Did you ever stop and think about all the ways we avoid talking to each other and yet never shut up?
Oh, we all seem pretty good at stating our opinion. But things are often not what they seem.
For more than 20 years, a good friend of mine has counseled folks considering divorce. She can't go into specifics with me, but in general, she said, one of the biggest problems couples in trouble have is saying what they really mean. Or saying it so that the other person truly hears them.
Even in our more mundane, daily lives, the problem of communication looms large.
Needing to listen
I've been thinking about why that might be.
For starters, very few of us are really good listeners. As adults, we've learned to act as if we are paying attention to the other person, but below the surface, most of us are still kids. We want to say what we want to say, not listen to you.
So, the first corrective is something within the power of all of us.
Instead of nervously waiting for the other person to wind down so we can jump in, we need to breathe deeply and try to really listen. Often, we won't like what we hear, but at least we might hear everything correctly.
Of course, that leads to problem No. 2, which is more of a social problem than the basic human tendency to value our own opinions over everyone else's.
We are taught not to say what we really mean.
We are taught not to hurt other people's feelings.
"Do you want to make your Momma cry?"
"Do you want to stay after school and help Sister Cuthbert?"
The real answers there are probably yes and no. But no and then yes are what's expected.
All this avoidance starts early with the cultural insinuation that the truth hurts, and, thus, folks should be spared it in the futherance of nice interactions.
I'm not sure exactly how we solve this problem without creating chaos.
If everyone always told everyone else exactly what was on their minds, the already-high divorce and unemployment rates would skyrocket. But a moderate version of Real Speak would probably help some.

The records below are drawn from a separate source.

//! Type inference over an assembled project.
//!
//! [`TypeAnalyzer`] makes a single depth-first pass over every file of a
//! [`MesonTree`], computing the possible types of each expression and
//! recording identifiers, calls, subscripts, keyword arguments and
//! diagnostics in [`Metadata`]. The file being analyzed is tracked on an
//! explicit stack that grows when a `subdir()` is entered and shrinks when
//! its subtree is done.

use std::collections::HashSet;

use tracing::{debug_span, info, trace};

use crate::ast::{
    AssignmentOperator, Ast, BinaryOperator, Location, NodeId, NodeKind, UnaryOperator,
};
use crate::config::AnalysisOptions;
use crate::metadata::{FileMetadata, Metadata};
use crate::options::OptionState;
use crate::scope::Scope;
use crate::tree::MesonTree;
use crate::types::{ObjectKind, Type, TypeSet};

mod calls;
mod operators;

/// Builtin objects that scripts may not rebind.
const READ_ONLY: &[&str] = &["meson", "build_machine", "host_machine", "target_machine"];

pub struct TypeAnalyzer<'a> {
    ast: &'a mut Ast,
    metadata: &'a mut Metadata,
    options: &'a OptionState,
    config: &'a AnalysisOptions,
    files: Vec<&'a MesonTree>,
    scope: Scope,
    loop_depth: usize,
}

In addition to these fundamental problems, there's the way our culture tilts toward selling unnecessary stuff, not bartering necessities, which has led us way down the road of language debasement and fouled the once-clear waters of everyday interaction.
Think about it.
The daily deluge of disingenuous and outright dishonest advertising has multiplied at a staggering rate.
"Free!" ad after ad screams. And yet reading the fine print quickly proves the lie.
Buy something big, get something little for free. Maybe. If my goal is to sell you something you probably really don't need, I am not going to rely much on the truth as I see it.
Our politicians, too, are blessed with the gifts of euphemism and circumlocution, and then sometimes they skim past all the codewords and pat phrases and go straight for the downright lie.
Even our newspapers, the field where I've labored for more than two decades, seem more and more hamstrung by a search for consensus and politically correct statement, in lieu of the partial truth available if the news is honestly gathered and reported.
Content vs. language
When I began what I now, with the benefit of hindsight, laughingly call my career, at the CBS Television News outlet in the country's then-26th-largest market (Cincinnati), I had one editor, and he had one old-fashioned rewrite man. Between the three of us, stories were tossed into the maw.
I've seen original stories saved before editing, sent to me by reporters and then compared that to what finally appeared in the newspaper. Points are rounded off. Opinion, however factual, is smoothed and filed down.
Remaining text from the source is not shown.